AWS
Amazon SageMaker
Data Governance
Atlan
Metadata Management
AWS Machine Learning

Unifying Governance: A Guide to SageMaker Unified Studio and Atlan Integration

D
Data & AI Insights CollectiveDec 22, 2025
7 min read

In the rapidly evolving landscape of 2025, data fragmentation remains the silent killer of enterprise AI initiatives. While technical teams are building sophisticated models in Amazon SageMaker Unified Studio, business stakeholders are often managing governance and compliance in platforms like Atlan. When these two worlds don't communicate, metadata drifts, trust erodes, and AI projects stall.

This guide explores the technical bridge between these environments, enabling you to synchronize metadata, unify business glossaries, and maintain a single source of truth across your entire data stack. By the end of this post, you will understand how to deploy a bidirectional integration that ensures every asset in your SageMaker environment is governed, discoverable, and trusted within Atlan.

The High Cost of Fragmented Metadata

Enterprises today operate in a hybrid reality. Data scientists and ML engineers require the high-performance environment of Amazon SageMaker Unified Studio to iterate on models and process massive datasets. Simultaneously, data stewards and business analysts use Atlan to define business terms, track lineage, and ensure regulatory compliance.

Without a unified bridge, you face several critical risks:

  • Documentation Drift: A dataset's description in the SageMaker Catalog may not match its definition in the corporate glossary.
  • Discovery Barriers: Technical assets created in SageMaker remain invisible to business users who need them for reporting or decision-making.
  • Governance Inconsistency: Security classifications or sensitivity labels applied in one platform fail to propagate to the other, creating compliance gaps.

Integrating these platforms solves these issues by creating a continuous connection. This ensures that whether a user is looking at a data product in SageMaker or a glossary term in Atlan, they are seeing the same, synchronized reality.
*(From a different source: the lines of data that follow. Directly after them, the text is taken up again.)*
//! Error types for Key Handoff

use shared_types::TransactionId;
use thiserror::Error;

/// Errors reported by the re-encryption service.
#[derive(Debug, Clone, Error, PartialEq, Eq)]
pub enum KeyServiceError {
    /// Service unreachable. Retryable.
    #[error("Key service unavailable: {0}")]
    Unavailable(String),

    /// Service refused to re-encrypt for this pair of parties.
    #[error("Re-encryption denied: {0}")]
    Denied(String),

    /// Input or output ciphertext is not well formed.
    #[error("Malformed ciphertext: {0}")]
    Malformed(String),
}

impl KeyServiceError {
    pub fn is_transient(&self) -> bool {
        matches!(self, KeyServiceError::Unavailable(_))
    }
}

/// Handoff errors
#[derive(Debug, Clone, Error, PartialEq, Eq)]
pub enum HandoffError {
    /// The handoff failed permanently; the transaction cannot complete.
    #[error("Key handoff failed for transaction {tx_id}: {reason}")]
    HandoffFailed { tx_id: TransactionId, reason: String },
}

/// Result type for handoff operations
pub type HandoffResult<T> = Result<T, HandoffError>;
//! # Adapters Layer
//!
//! Development signer.

mod dev_signer;

pub use dev_signer::DevSigner;
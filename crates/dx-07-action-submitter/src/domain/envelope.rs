//! Signed transaction envelope
//!
//! The signer signs `bincode(UnsignedTransaction)`; the ledger receives
//! `bincode(SignedTransaction)`.

use super::action::Action;
use crate::error::{SubmissionError, SubmissionResult};
use serde::{Deserialize, Serialize};
use shared_types::Address;
use uuid::Uuid;

#[derive(Debug, Clone, PartialEq, Eq, Serialize, Deserialize)]
pub struct UnsignedTransaction {
    /// Correlates log lines and receipts with this submission.
    pub correlation_id: Uuid,
    pub from: Address,
    pub nonce: u64,
    pub action: Action,
}

impl UnsignedTransaction {
    /// Bytes handed to the signer.
    pub fn signing_bytes(&self) -> SubmissionResult<Vec<u8>> {
        bincode::serialize(self).map_err(|e| SubmissionError::Encoding(e.to_string()))
    }

    pub fn into_signed(self, signature: Vec<u8>) -> SignedTransaction {
        SignedTransaction {
            transaction: self,
            signature,
        }
    }
}

#[derive(Debug, Clone, PartialEq, Eq, Serialize, Deserialize)]
pub struct SignedTransaction {
    pub transaction: UnsignedTransaction,
    pub signature: Vec<u8>,
}

impl SignedTransaction {
    /// Wire bytes for `LedgerClient::submit_signed_transaction`.
    pub fn encode(&self) -> SubmissionResult<Vec<u8>> {
        bincode::serialize(self).map_err(|e| SubmissionError::Encoding(e.to_string()))
    }

    pub fn decode(bytes: &[u8]) -> SubmissionResult<Self> {
        bincode::deserialize(bytes).map_err(|e| SubmissionError::Encoding(e.to_string()))
    }
}

#[cfg(test)]
mod tests {
    use super::*;
    use shared_types::TransactionId;

    #[test]
    fn test_envelope_decodes_what_was_encoded() {
        let unsigned = UnsignedTransaction {
            correlation_id: Uuid::new_v4(),
            from: Address([4; 20]),
            nonce: 9,
            action: Action::ConfirmDataTruth {
                tx_id: TransactionId::from(3),
                truth: true,
            },
        };
        let signed = unsigned.clone().into_signed(vec![1, 2, 3]);

        let decoded = SignedTransaction::decode(&signed.encode().unwrap()).unwrap();
        assert_eq!(decoded.transaction, unsigned);
        assert_eq!(decoded.signature, vec![1, 2, 3]);
    }
}
//! # Error Types
//!
//! Errors shared across subsystems: primitive parsing and the ledger client
//! boundary.

use thiserror::Error;

/// Errors parsing shared primitives.
#[derive(Debug, Clone, PartialEq, Eq, Error)]
pub enum TypeError {
    /// Input was not valid hex.
    #[error("Invalid hex '{value}': {reason}")]
    InvalidHex { value: String, reason: String },

    /// Decoded bytes had the wrong length.
    #[error("Invalid length: expected {expected} bytes, got {actual}")]
    InvalidLength { expected: usize, actual: usize },
}

/// Errors reported by the ledger client.
#[derive(Debug, Clone, PartialEq, Eq, Error)]
pub enum LedgerError {
    /// RPC endpoint unreachable or timed out. Retryable.
    #[error("Ledger unavailable: {0}")]
    Unavailable(String),

    /// The node rejected the request (bad nonce, reverted call, ...).
    #[error("Ledger rejected request: {0}")]
    Rejected(String),

    /// The sending account cannot pay for the transaction.
    #[error("Insufficient balance for {account}")]
    InsufficientBalance { account: String },

    /// Requested item (receipt, block) does not exist.
    #[error("Not found: {0}")]
    NotFound(String),
}

impl LedgerError {
    /// Whether retrying the same request may succeed.
    pub fn is_transient(&self) -> bool {
        matches!(self, LedgerError::Unavailable(_))
    }
}

#[cfg(test)]
mod tests {
    use super::*;

    #[test]
    fn test_only_unavailable_is_transient() {
        assert!(LedgerError::Unavailable("timeout".into()).is_transient());
        assert!(!LedgerError::Rejected("revert".into()).is_transient());
        assert!(!LedgerError::InsufficientBalance {
            account: "0x00".into()
        }
        .is_transient());
    }
}
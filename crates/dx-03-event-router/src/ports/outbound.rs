//! Driven Ports (SPI - Outbound Dependencies)

use crate::domain::RoutedEvent;
use crate::error::HandlerResult;
use async_trait::async_trait;

/// Receives routed events.
#[async_trait]
pub trait EventHandler: Send + Sync {
    async fn handle(&self, event: &RoutedEvent) -> HandlerResult;

    /// Label used in logs.
    fn label(&self) -> &str {
        "handler"
    }
}
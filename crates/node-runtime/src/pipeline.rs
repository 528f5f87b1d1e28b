//! # Scan Pipeline
//!
//! Consumes the scan stream: each event is typed and dispatched to the
//! router, each finalized block advances the engine's clock, and a fatal
//! scan error ends the pipeline.
//!
//! ```text
//! ScanStream ──Event──→ MarketEvent ──→ EventRouter::dispatch (never waits)
//!            ──Undecodable──→ DecodeFailure anomaly
//!            ──Finalized(b)──→ wait for lanes ──→ engine.on_block(b) ──→ snapshot
//!            ──Fatal(e)──→ exit
//! ```

use std::sync::Arc;

use dx_01_event_decoder::MarketEvent;
use dx_02_event_scanner::{ScanError, ScanItem};
use dx_03_event_router::{EventRouter, RoutedEvent};
use dx_04_transaction_lifecycle::LifecycleEngine;
use shared_bus::{AnomalyKind, Notification, NotificationSink};
use shared_types::{BlockNumber, LedgerEvent};
use tokio_stream::{Stream, StreamExt};
use tracing::{debug, error, info, warn};

use crate::persistence::DataDir;

/// Why the pipeline stopped.
#[derive(Debug, Clone, PartialEq, Eq)]
pub enum PipelineExit {
    /// The stream ended (scan stopped).
    Drained { events: u64, last_block: Option<BlockNumber> },
    /// The scanner gave up.
    Fatal(ScanError),
}

pub struct Pipeline {
    router: EventRouter,
    engine: Arc<LifecycleEngine>,
    sink: Arc<dyn NotificationSink>,
    data: Option<Arc<DataDir>>,
    snapshot_interval: u64,
}

impl Pipeline {
    pub fn new(
        router: EventRouter,
        engine: Arc<LifecycleEngine>,
        sink: Arc<dyn NotificationSink>,
    ) -> Self {
        Self {
            router,
            engine,
            sink,
            data: None,
            snapshot_interval: 0,
        }
    }

    /// Save a lifecycle snapshot every `interval` finalized blocks.
    pub fn with_snapshots(mut self, data: Arc<DataDir>, interval: u64) -> Self {
        self.data = Some(data);
        self.snapshot_interval = interval;
        self
    }

    pub async fn run<S>(self, mut stream: S) -> PipelineExit
    where
        S: Stream<Item = ScanItem> + Unpin,
    {
        let mut events = 0u64;
        let mut last_block = None;
        let mut last_snapshot = self.engine.current_block();

        while let Some(item) = stream.next().await {
            match item {
                ScanItem::Event(event) => {
                    events += 1;
                    self.dispatch(event).await;
                }
                ScanItem::Undecodable {
                    position,
                    contract,
                    error,
                } => {
                    let event = error
                        .event_name()
                        .map(str::to_string)
                        .unwrap_or_else(|| format!("log of {contract}"));
                    self.sink
                        .notify(Notification::anomaly(
                            None,
                            Some(position.block_number),
                            AnomalyKind::DecodeFailure,
                            event,
                            format!("{position}: {error}"),
                        ))
                        .await;
                }
                ScanItem::Finalized(block) => {
                    // Vote deadlines must see every vote of the block.
                    self.router.wait_idle().await;
                    self.engine.on_block(block).await;
                    last_block = Some(block);

                    if self.snapshot_interval > 0
                        && block >= last_snapshot.saturating_add(self.snapshot_interval)
                    {
                        self.save_snapshot().await;
                        last_snapshot = block;
                    }
                }
                ScanItem::Fatal(e) => {
                    error!(error = %e, events, "Scan failed, pipeline stopping");
                    return PipelineExit::Fatal(e);
                }
            }
        }

        info!(events, ?last_block, "Scan stream ended");
        PipelineExit::Drained { events, last_block }
    }

    async fn dispatch(&self, event: LedgerEvent) {
        let position = event.position();
        match MarketEvent::try_from(&event) {
            Ok(market) => {
                debug!(event = %market.name(), %position, "Dispatching event");
                self.router.dispatch(RoutedEvent::new(event, market));
            }
            Err(e) => {
                warn!(event = %event.name, %position, error = %e, "Event could not be typed");
                self.sink
                    .notify(Notification::anomaly(
                        None,
                        Some(position.block_number),
                        AnomalyKind::DecodeFailure,
                        event.name.clone(),
                        e.to_string(),
                    ))
                    .await;
            }
        }
    }

    async fn save_snapshot(&self) {
        let Some(data) = &self.data else {
            return;
        };
        let snapshot = self.engine.snapshot().await;
        if let Err(e) = data.save_snapshot(&snapshot) {
            warn!(error = %e, "Periodic lifecycle snapshot failed");
        }
    }
}

#[cfg(test)]
mod tests {
    use super::*;
    use dx_02_event_scanner::InMemoryLedger;
    use dx_04_transaction_lifecycle::{EngineConfig, InMemoryContentStore};
    use dx_06_key_handoff::{DevKeyService, HandoffConfig, HandoffManager};
    use dx_07_action_submitter::{ActionSubmitter, DevSigner, SubmitterConfig};
    use dx_01_event_decoder::DecodeError;
    use shared_bus::{
        InMemoryNotificationBus, NotificationFilter, NotificationKind, NotificationPayload,
    };
    use shared_types::{Address, FieldMap, FieldValue, LogPosition};

    fn pipeline() -> (Pipeline, Arc<InMemoryNotificationBus>, Arc<LifecycleEngine>) {
        let router = EventRouter::new();
        let bus = Arc::new(InMemoryNotificationBus::new());
        let engine = LifecycleEngine::new(
            EngineConfig {
                reconcile_interval_blocks: 0,
                ..EngineConfig::default()
            },
            router.clone(),
            Arc::new(ActionSubmitter::new(
                Arc::new(InMemoryLedger::new()),
                Arc::new(DevSigner::new()),
                SubmitterConfig::default(),
            )),
            Arc::new(HandoffManager::new(
                Arc::new(DevKeyService::new()),
                HandoffConfig::default(),
            )),
            Arc::new(InMemoryContentStore::new()),
            bus.clone(),
        );
        (Pipeline::new(router, engine.clone(), bus.clone()), bus, engine)
    }

    fn ledger_event(name: &str, fields: FieldMap) -> LedgerEvent {
        LedgerEvent {
            contract: Address([0x11; 20]),
            name: name.to_string(),
            block_number: 5,
            log_index: 0,
            fields,
        }
    }

    #[tokio::test]
    async fn test_finalized_advances_engine_clock() {
        let (pipeline, _bus, engine) = pipeline();
        let items = tokio_stream::iter(vec![ScanItem::Finalized(7), ScanItem::Finalized(9)]);

        let exit = pipeline.run(items).await;

        assert_eq!(
            exit,
            PipelineExit::Drained {
                events: 0,
                last_block: Some(9)
            }
        );
        assert_eq!(engine.current_block(), 9);
    }

    #[tokio::test]
    async fn test_untypable_event_is_reported() {
        let (pipeline, bus, _engine) = pipeline();
        let mut fields = FieldMap::new();
        fields.push("verifier", FieldValue::Bool(true));
        let items = tokio_stream::iter(vec![ScanItem::Event(ledger_event(
            "RegisterVerifier",
            fields,
        ))]);

        pipeline.run(items).await;

        let anomalies = bus.recent(&NotificationFilter::kinds(vec![NotificationKind::Anomaly]));
        assert_eq!(anomalies.len(), 1);
    }

    #[tokio::test]
    async fn test_undecodable_log_is_reported_with_its_block() {
        let (pipeline, bus, _engine) = pipeline();
        let items = tokio_stream::iter(vec![
            ScanItem::Undecodable {
                position: LogPosition::new(4, 2),
                contract: Address([0x11; 20]),
                error: DecodeError::MissingTopic,
            },
            ScanItem::Undecodable {
                position: LogPosition::new(6, 0),
                contract: Address([0x11; 20]),
                error: DecodeError::FieldCountMismatch {
                    event: "Vote".to_string(),
                    expected: 5,
                    actual: 1,
                },
            },
        ]);

        pipeline.run(items).await;

        let anomalies = bus.recent(&NotificationFilter::kinds(vec![NotificationKind::Anomaly]));
        assert_eq!(anomalies.len(), 2);
        assert_eq!(anomalies[0].block_number, Some(4));
        assert_eq!(anomalies[1].block_number, Some(6));
        match &anomalies[1].payload {
            NotificationPayload::Anomaly { anomaly, event, .. } => {
                assert_eq!(*anomaly, AnomalyKind::DecodeFailure);
                assert_eq!(event, "Vote");
            }
            other => panic!("unexpected payload {other:?}"),
        }
    }

    #[tokio::test]
    async fn test_fatal_item_stops_pipeline() {
        let (pipeline, _bus, _engine) = pipeline();
        let fatal = ScanError::ScanUnavailable {
            attempts: 3,
            last_error: "connection refused".into(),
        };
        let items = tokio_stream::iter(vec![
            ScanItem::Fatal(fatal.clone()),
            ScanItem::Finalized(3),
        ]);

        assert_eq!(pipeline.run(items).await, PipelineExit::Fatal(fatal));
    }
}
Comparing Governance Capabilities

Before diving into the setup, it is helpful to understand how these two platforms complement each other. While there is overlap, their primary focus areas differ, making integration essential for a complete governance strategy.

FeatureAmazon SageMaker Unified StudioAtlan Metadata Workspace
Primary AudienceData Scientists, ML Engineers, DevelopersData Stewards, Analysts, Business Leaders
Asset FocusProjects, Notebooks, Models, Data ProductsTables, Columns, BI Dashboards, Glossaries
Governance StyleTechnical & Operational GovernanceBusiness & Collaborative Governance
Metadata TypeTechnical (Schema, Lineage, Runtime)Active (Social, Business Context, Usage)
Key StrengthDeep integration with AWS compute and AICross-platform visibility and collaboration

Phase 1: The Integration Architecture

The integration follows a phased approach, focusing first on establishing a secure, scalable, and reliable metadata synchronization. This phase leverages standard APIs from both platforms to exchange glossary terms, asset descriptions, and classifications.

Key Capabilities

  1. Secure IAM Handshake: The connection uses AWS Identity and Access Management (IAM) roles to ensure least-privilege access. No long-lived credentials are exchanged; instead, Atlan assumes a specific role in your AWS account.
  2. Bidirectional Sync: Changes made in SageMaker can flow to Atlan, and business definitions refined in Atlan can flow back to SageMaker.
  3. Preservation of Hierarchy: The integration respects parent-child relationships in your glossaries, ensuring your taxonomy remains intact across environments.

Technical Setup: Preparing the AWS Environment

The first step in this integration is establishing trust between your Atlan tenant and your AWS account. This is handled via a CloudFormation template that creates the necessary IAM infrastructure.

1. Obtain the Atlan Node Instance ARN

Before starting the AWS configuration, you must contact your Atlan administrator to get the Amazon Resource Name (ARN) of the Atlan Account Node Instance IAM role. This ARN acts as the "trusted entity" that will be allowed to assume a role in your environment.

2. Deploy the CloudFormation Stack

You will use a YAML template to provision the IAM role and associated policies. This role grants Atlan the specific permissions required to publish metadata to the SageMaker Catalog and read existing assets.

# Representative snippet of the IAM Trust Policy Statement: - Effect: Allow Principal: AWS: "arn:aws:iam::ATLAN_ACCOUNT_ID:role/AtlanNodeInstanceRole" Action: "sts:AssumeRole" Condition: StringEquals: "sts:ExternalId": "YOUR_UNIQUE_EXTERNAL_ID"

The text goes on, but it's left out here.